How do you calculate the average of a set of circular data?

I see the problem - for example, if you have a 45' angle and a 315' angle, the "natural" average would be 180', but the value you want is actually 0'.

I think Starblue is onto something. Just calculate the (x, y) cartesian coordinates for each angle, and add those resulting vectors together. The angular offset of the final vector should be your required result.

x = y = 0
foreach angle {
    x += cos(angle)
    y += sin(angle)
}
average_angle = atan2(y, x)

I'm ignoring for now that a compass heading starts at north, and goes clockwise, whereas "normal" cartesian coordinates start with zero along the X axis, and then go anti-clockwise. The maths should work out the same way regardless.
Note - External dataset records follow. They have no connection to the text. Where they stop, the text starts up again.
//! User validation utilities

use thiserror::Error;

/// Errors that can occur during user validation
#[derive(Debug, Error, Clone, PartialEq)]
pub enum UserValidationError {
    #[error("Username is too short. Minimum length is {0} characters")]
    UsernameTooShort(usize),

    #[error("Username exceeds maximum length of {0} characters")]
    UsernameTooLong(usize),

    #[error("Username contains invalid character: '{0}'. Only alphanumeric characters, underscores, and hyphens are allowed")]
    InvalidUsernameCharacter(char),
}

pub const MIN_USERNAME_LENGTH: usize = 3;
pub const MAX_USERNAME_LENGTH: usize = 30;
pub const MIN_PASSWORD_LENGTH: u64 = 6;
pub const MAX_PASSWORD_LENGTH: u64 = 128;

/// Validate a username
///
/// Rules:
/// - 3 to 30 characters
/// - Only alphanumeric characters, underscores, and hyphens
pub fn validate_username(username: &str) -> Result<(), UserValidationError> {
    let length = username.chars().count();

    if length < MIN_USERNAME_LENGTH {
        return Err(UserValidationError::UsernameTooShort(MIN_USERNAME_LENGTH));
    }

    if length > MAX_USERNAME_LENGTH {
        return Err(UserValidationError::UsernameTooLong(MAX_USERNAME_LENGTH));
    }

    if let Some(c) = username
        .chars()
        .find(|c| !(c.is_ascii_alphanumeric() || *c == '_' || *c == '-'))
    {
        return Err(UserValidationError::InvalidUsernameCharacter(c));
    }

    Ok(())
}
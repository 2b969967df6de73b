//! Task repository trait

use async_trait::async_trait;
use std::fmt::Debug;

use super::entity::{Task, TaskId, TaskStatus};
use crate::domain::project::ProjectId;
use crate::domain::storage::Mutator;
use crate::domain::user::UserId;
use crate::domain::DomainError;

/// Combined task filter; every set field must match
#[derive(Debug, Clone, Default)]
pub struct TaskQuery {
    pub project: Option<ProjectId>,
    pub assignee: Option<UserId>,
    pub status: Option<TaskStatus>,
    /// Lower-cased search term matched against title and description
    pub term: Option<String>,
}

impl TaskQuery {
    pub fn matches(&self, task: &Task) -> bool {
        if let Some(ref project) = self.project {
            if task.project() != project {
                return false;
            }
        }

        if let Some(ref assignee) = self.assignee {
            if !task.is_assigned_to(assignee) {
                return false;
            }
        }

        if let Some(status) = self.status {
            if task.status() != status {
                return false;
            }
        }

        if let Some(ref term) = self.term {
            if !task.matches_term(term) {
                return false;
            }
        }

        true
    }
}

/// Repository trait for task storage
///
/// Lists are ordered by creation time and never absent.
#[async_trait]
pub trait TaskRepository: Send + Sync + Debug {
    async fn get(&self, id: &TaskId) -> Result<Option<Task>, DomainError>;

    async fn list(&self) -> Result<Vec<Task>, DomainError>;

    async fn find(&self, query: &TaskQuery) -> Result<Vec<Task>, DomainError>;

    async fn list_by_project(&self, project: &ProjectId) -> Result<Vec<Task>, DomainError> {
        self.find(&TaskQuery {
            project: Some(project.clone()),
            ..Default::default()
        })
        .await
    }

    async fn list_by_user(&self, user: &UserId) -> Result<Vec<Task>, DomainError> {
        self.find(&TaskQuery {
            assignee: Some(user.clone()),
            ..Default::default()
        })
        .await
    }

    async fn list_by_status(&self, status: TaskStatus) -> Result<Vec<Task>, DomainError> {
        self.find(&TaskQuery {
            status: Some(status),
            ..Default::default()
        })
        .await
    }

    async fn search(&self, term: &str) -> Result<Vec<Task>, DomainError> {
        self.find(&TaskQuery {
            term: Some(term.to_lowercase()),
            ..Default::default()
        })
        .await
    }

    async fn create(&self, task: Task) -> Result<Task, DomainError>;

    /// Apply an edit atomically; NotFound if the task does not exist
    async fn update(&self, id: &TaskId, edit: Mutator<'_, Task>) -> Result<Task, DomainError>;

    /// Delete a task, returning it if it existed
    async fn delete(&self, id: &TaskId) -> Result<Option<Task>, DomainError>;

    /// Delete every task of a project, returning the removed tasks
    async fn delete_by_project(&self, project: &ProjectId) -> Result<Vec<Task>, DomainError>;

    /// Add assignees with set semantics
    async fn assign(&self, id: &TaskId, users: &[UserId]) -> Result<Task, DomainError>;

    /// Remove one assignee (no-op if absent)
    async fn unassign(&self, id: &TaskId, user: &UserId) -> Result<Task, DomainError>;
}
//! xorshift64* random number generator
//!
//! Fast, deterministic PRNG used as the default shared random source for
//! replication runs.
//!
//! # Algorithm
//!
//! xorshift64* is a variant of xorshift that passes TestU01's BigCrush
//! statistical tests. It uses 64-bit state and produces 64-bit output.
//!
//! # Determinism
//!
//! Same seed → same sequence of draws. Sequential replication runs are
//! reproducible trial by trial only because of this.

use super::RandomSource;
use serde::{Deserialize, Serialize};

/// Deterministic random number generator using xorshift64*
///
/// # Example
/// ```
/// use replicate_core_rs::{RandomSource, RngManager};
///
/// let mut rng = RngManager::new(12345);
/// let value = rng.next_u64();
/// let bounded = rng.range(0, 100); // [0, 100)
/// assert!((0..100).contains(&bounded));
/// # let _ = value;
/// ```
#[derive(Debug, Clone, PartialEq, Eq, Serialize, Deserialize)]
pub struct RngManager {
    /// Internal state (64-bit, never zero)
    state: u64,
}

impl RngManager {
    /// Create a new RNG with given seed
    ///
    /// A zero seed is mapped to 1 (xorshift cannot leave the zero state).
    pub fn new(seed: u64) -> Self {
        Self {
            state: Self::nonzero(seed),
        }
    }

    /// Recreate a generator from a state captured with [`RngManager::state`]
    ///
    /// # Example
    /// ```
    /// use replicate_core_rs::{RandomSource, RngManager};
    ///
    /// let mut rng = RngManager::new(7);
    /// rng.next_u64();
    /// let mut replay = RngManager::from_state(rng.state());
    /// assert_eq!(rng.next_u64(), replay.next_u64());
    /// ```
    pub fn from_state(state: u64) -> Self {
        Self::new(state)
    }

    /// Current internal state (for replay)
    pub fn state(&self) -> u64 {
        self.state
    }

    fn nonzero(seed: u64) -> u64 {
        if seed == 0 {
            1
        } else {
            seed
        }
    }
}

impl RandomSource for RngManager {
    fn next_u64(&mut self) -> u64 {
        let mut x = self.state;
        x ^= x >> 12;
        x ^= x << 25;
        x ^= x >> 27;
        self.state = x;
        x.wrapping_mul(0x2545F4914F6CDD1D)
    }

    fn reseed(&mut self, seed: u64) {
        self.state = Self::nonzero(seed);
    }
}

#[cfg(test)]
mod tests {
    use super::*;

    #[test]
    fn test_zero_seed_converted_to_nonzero() {
        let rng = RngManager::new(0);
        assert_eq!(rng.state(), 1, "Zero seed should be converted to 1");
    }

    #[test]
    fn test_reseed_restarts_sequence() {
        let mut rng = RngManager::new(42);
        let first: Vec<u64> = (0..8).map(|_| rng.next_u64()).collect();

        rng.reseed(42);
        let second: Vec<u64> = (0..8).map(|_| rng.next_u64()).collect();

        assert_eq!(first, second);
    }

    #[test]
    fn test_reseed_zero_is_nonzero() {
        let mut rng = RngManager::new(5);
        rng.reseed(0);
        assert_eq!(rng.state(), 1);
    }

    #[test]
    #[should_panic(expected = "min must be less than max")]
    fn test_range_invalid_bounds() {
        let mut rng = RngManager::new(12345);
        rng.range(100, 50);
    }

    #[test]
    fn test_next_f64_in_range() {
        let mut rng = RngManager::new(12345);

        for _ in 0..1000 {
            let val = rng.next_f64();
            assert!(
                (0.0..1.0).contains(&val),
                "next_f64() produced value {} outside [0.0, 1.0)",
                val
            );
        }
    }

    #[test]
    fn test_state_serializes() {
        let mut rng = RngManager::new(99);
        rng.next_u64();

        let json = serde_json::to_string(&rng).unwrap();
        let mut restored: RngManager = serde_json::from_str(&json).unwrap();

        assert_eq!(rng.next_u64(), restored.next_u64());
    }
}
This question is examined in detail in the book: "Statistics On Spheres", Geoffrey S. Watson, University of Arkansas Lecture Notes in the Mathematical Sciences, 1983 John Wiley & Sons, Inc. as mentioned at http://catless.ncl.ac.uk/Risks/7.44.html#subj4 by Bruce Karsh.

A good way to estimate an average angle, A, from a set of angle measurements a[i] 0<=i

                   sum_i_from_1_to_N sin(a[i])
a = arctangent ---------------------------
                   sum_i_from_1_to_N cos(a[i])

The method given by starblue is computationally equivalent, but his reasons are clearer and probably programmatically more efficient, and also work well in the zero case, so kudos to him.

The subject is now explored in more detail on Wikipedia, and with other uses, like fractional parts.


Compute unit vectors from the angles and take the angle of their average.